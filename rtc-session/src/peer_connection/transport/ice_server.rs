use std::fmt;

use serde::{Deserialize, Serialize};
use url::Url;

use crate::error::{Error, Result};
use crate::peer_connection::configuration::UNSPECIFIED_STR;

/// Indicates the type of credentials used to connect to an ICE server.
#[derive(Default, Debug, Copy, Clone, PartialEq, Eq, Serialize, Deserialize)]
pub enum RTCIceCredentialType {
    Unspecified,

    #[default]
    #[serde(rename = "password")]
    Password,

    #[serde(rename = "oauth")]
    Oauth,
}

const ICE_CREDENTIAL_TYPE_PASSWORD_STR: &str = "password";
const ICE_CREDENTIAL_TYPE_OAUTH_STR: &str = "oauth";

impl From<&str> for RTCIceCredentialType {
    fn from(raw: &str) -> Self {
        match raw {
            ICE_CREDENTIAL_TYPE_PASSWORD_STR => RTCIceCredentialType::Password,
            ICE_CREDENTIAL_TYPE_OAUTH_STR => RTCIceCredentialType::Oauth,
            _ => RTCIceCredentialType::Unspecified,
        }
    }
}

impl fmt::Display for RTCIceCredentialType {
    fn fmt(&self, f: &mut fmt::Formatter<'_>) -> fmt::Result {
        let s = match *self {
            RTCIceCredentialType::Password => ICE_CREDENTIAL_TYPE_PASSWORD_STR,
            RTCIceCredentialType::Oauth => ICE_CREDENTIAL_TYPE_OAUTH_STR,
            RTCIceCredentialType::Unspecified => UNSPECIFIED_STR,
        };
        write!(f, "{s}")
    }
}

/// Describes a single STUN or TURN server that the engine may use while
/// gathering candidates.
#[derive(Default, Debug, Clone, PartialEq, Eq, Serialize, Deserialize)]
#[serde(rename_all = "camelCase")]
pub struct RTCIceServer {
    pub urls: Vec<String>,
    #[serde(default)]
    pub username: String,
    #[serde(default)]
    pub credential: String,
    #[serde(default)]
    pub credential_type: RTCIceCredentialType,
}

impl RTCIceServer {
    pub(crate) fn parse_url(raw_url: &str) -> Result<Url> {
        let url =
            Url::parse(raw_url).map_err(|e| Error::ErrInvalidIceServerUrl(format!("{raw_url}: {e}")))?;

        match url.scheme() {
            "stun" | "stuns" | "turn" | "turns" => {}
            scheme => {
                return Err(Error::ErrInvalidIceServerUrl(format!(
                    "{raw_url}: unknown scheme {scheme}"
                )));
            }
        }

        // stun:host:port parses as a path with no authority
        let host = url.path().split(':').next().unwrap_or_default();
        if host.is_empty() {
            return Err(Error::ErrInvalidIceServerUrl(format!(
                "{raw_url}: missing host"
            )));
        }

        Ok(url)
    }

    pub(crate) fn validate(&self) -> Result<()> {
        if self.urls.is_empty() {
            return Err(Error::ErrInvalidIceServerUrl("no urls".to_owned()));
        }

        for raw_url in &self.urls {
            let url = RTCIceServer::parse_url(raw_url)?;

            if matches!(url.scheme(), "turn" | "turns")
                && (self.username.is_empty() || self.credential.is_empty())
            {
                return Err(Error::ErrNoTurnCredentials);
            }
        }

        Ok(())
    }
}

#[cfg(test)]
mod test {
    use super::*;

    #[test]
    fn test_ice_server_validate_success() {
        let tests = vec![
            RTCIceServer {
                urls: vec!["turn:192.158.29.39?transport=udp".to_owned()],
                username: "unittest".to_owned(),
                credential: "placeholder".to_owned(),
                credential_type: RTCIceCredentialType::Password,
            },
            RTCIceServer {
                urls: vec!["stun:stun.l.google.com:19302".to_owned()],
                ..Default::default()
            },
            RTCIceServer {
                urls: vec![
                    "stuns:stun.example.org:5349".to_owned(),
                    "turns:turn.example.org:5349?transport=tcp".to_owned(),
                ],
                username: "unittest".to_owned(),
                credential: "placeholder".to_owned(),
                credential_type: RTCIceCredentialType::Oauth,
            },
        ];

        for ice_server in tests {
            assert!(ice_server.validate().is_ok(), "testCase: {ice_server:?}");
        }
    }

    #[test]
    fn test_ice_server_validate_failure() {
        let tests = vec![
            (
                RTCIceServer {
                    urls: vec!["turn:192.158.29.39?transport=udp".to_owned()],
                    ..Default::default()
                },
                Error::ErrNoTurnCredentials,
            ),
            (
                RTCIceServer {
                    urls: vec!["http://stun.example.org".to_owned()],
                    ..Default::default()
                },
                Error::ErrInvalidIceServerUrl(
                    "http://stun.example.org: unknown scheme http".to_owned(),
                ),
            ),
            (
                RTCIceServer {
                    urls: vec![],
                    ..Default::default()
                },
                Error::ErrInvalidIceServerUrl("no urls".to_owned()),
            ),
        ];

        for (ice_server, expected_err) in tests {
            assert_eq!(ice_server.validate(), Err(expected_err));
        }
    }

    #[test]
    fn test_ice_server_json() {
        let raw = r#"{"urls":["turn:turn.example.org"],"username":"jch","credential":"topsecret"}"#;
        let ice_server: RTCIceServer = serde_json::from_str(raw).expect("valid ice server json");
        assert_eq!(ice_server.urls, vec!["turn:turn.example.org".to_owned()]);
        assert_eq!(ice_server.username, "jch");
        assert_eq!(ice_server.credential_type, RTCIceCredentialType::Password);
        assert!(ice_server.validate().is_ok());
    }
}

*****

Line by line, write out the records above exactly.

filename rtc-session/src/peer_connection/transport/ice_server.rs
use std::fmt;

use serde::{Deserialize, Serialize};
use url::Url;

use crate::error::{Error, Result};
use crate::peer_connection::configuration::UNSPECIFIED_STR;

/// Indicates the type of credentials used to connect to an ICE server.
#[derive(Default, Debug, Copy, Clone, PartialEq, Eq, Serialize, Deserialize)]
pub enum RTCIceCredentialType {
    Unspecified,

    #[default]
    #[serde(rename = "password")]
    Password,

    #[serde(rename = "oauth")]
    Oauth,
}

const ICE_CREDENTIAL_TYPE_PASSWORD_STR: &str = "password";
const ICE_CREDENTIAL_TYPE_OAUTH_STR: &str = "oauth";

impl From<&str> for RTCIceCredentialType {
    fn from(raw: &str) -> Self {
        match raw {
            ICE_CREDENTIAL_TYPE_PASSWORD_STR => RTCIceCredentialType::Password,
            ICE_CREDENTIAL_TYPE_OAUTH_STR => RTCIceCredentialType::Oauth,
            _ => RTCIceCredentialType::Unspecified,
        }
    }
}

impl fmt::Display for RTCIceCredentialType {
    fn fmt(&self, f: &mut fmt::Formatter<'_>) -> fmt::Result {
        let s = match *self {
            RTCIceCredentialType::Password => ICE_CREDENTIAL_TYPE_PASSWORD_STR,
            RTCIceCredentialType::Oauth => ICE_CREDENTIAL_TYPE_OAUTH_STR,
            RTCIceCredentialType::Unspecified => UNSPECIFIED_STR,
        };
        write!(f, "{s}")
    }
}

/// Describes a single STUN or TURN server that the engine may use while
/// gathering candidates.
#[derive(Default, Debug, Clone, PartialEq, Eq, Serialize, Deserialize)]
#[serde(rename_all = "camelCase")]
pub struct RTCIceServer {
    pub urls: Vec<String>,
    #[serde(default)]
    pub username: String,
    #[serde(default)]
    pub credential: String,
    #[serde(default)]
    pub credential_type: RTCIceCredentialType,
}

impl RTCIceServer {
    pub(crate) fn parse_url(raw_url: &str) -> Result<Url> {
        let url =
            Url::parse(raw_url).map_err(|e| Error::ErrInvalidIceServerUrl(format!("{raw_url}: {e}")))?;

        match url.scheme() {
            "stun" | "stuns" | "turn" | "turns" => {}
            scheme => {
                return Err(Error::ErrInvalidIceServerUrl(format!(
                    "{raw_url}: unknown scheme {scheme}"
                )));
            }
        }

        // stun:host:port parses as a path with no authority
        let host = url.path().split(':').next().unwrap_or_default();
        if host.is_empty() {
            return Err(Error::ErrInvalidIceServerUrl(format!(
                "{raw_url}: missing host"
            )));
        }

        Ok(url)
    }

    pub(crate) fn validate(&self) -> Result<()> {
        if self.urls.is_empty() {
            return Err(Error::ErrInvalidIceServerUrl("no urls".to_owned()));
        }

        for raw_url in &self.urls {
            let url = RTCIceServer::parse_url(raw_url)?;

            if matches!(url.scheme(), "turn" | "turns")
                && (self.username.is_empty() || self.credential.is_empty())
            {
                return Err(Error::ErrNoTurnCredentials);
            }
        }

        Ok(())
    }
}

#[cfg(test)]
mod test {
    use super::*;

    #[test]
    fn test_ice_server_validate_success() {
        let tests = vec![
            RTCIceServer {
                urls: vec!["turn:192.158.29.39?transport=udp".to_owned()],
                username: "unittest".to_owned(),
                credential: "placeholder".to_owned(),
                credential_type: RTCIceCredentialType::Password,
            },
            RTCIceServer {
                urls: vec!["stun:stun.l.google.com:19302".to_owned()],
                ..Default::default()
            },
            RTCIceServer {
                urls: vec![
                    "stuns:stun.example.org:5349".to_owned(),
                    "turns:turn.example.org:5349?transport=tcp".to_owned(),
                ],
                username: "unittest".to_owned(),
                credential: "placeholder".to_owned(),
                credential_type: RTCIceCredentialType::Oauth,
            },
        ];

        for ice_server in tests {
            assert!(ice_server.validate().is_ok(), "testCase: {ice_server:?}");
        }
    }

    #[test]
    fn test_ice_server_validate_failure() {
        let tests = vec![
            (
                RTCIceServer {
                    urls: vec!["turn:192.158.29.39?transport=udp".to_owned()],
                    ..Default::default()
                },
                Error::ErrNoTurnCredentials,
            ),
            (
                RTCIceServer {
                    urls: vec!["http://stun.example.org".to_owned()],
                    ..Default::default()
                },
                Error::ErrInvalidIceServerUrl(
                    "http://stun.example.org: unknown scheme http".to_owned(),
                ),
            ),
            (
                RTCIceServer {
                    urls: vec![],
                    ..Default::default()
                },
                Error::ErrInvalidIceServerUrl("no urls".to_owned()),
            ),
        ];

        for (ice_server, expected_err) in tests {
            assert_eq!(ice_server.validate(), Err(expected_err));
        }
    }

    #[test]
    fn test_ice_server_json() {
        let raw = r#"{"urls":["turn:turn.example.org"],"username":"jch","credential":"topsecret"}"#;
        let ice_server: RTCIceServer = serde_json::from_str(raw).expect("valid ice server json");
        assert_eq!(ice_server.urls, vec!["turn:turn.example.org".to_owned()]);
        assert_eq!(ice_server.username, "jch");
        assert_eq!(ice_server.credential_type, RTCIceCredentialType::Password);
        assert!(ice_server.validate().is_ok());
    }
}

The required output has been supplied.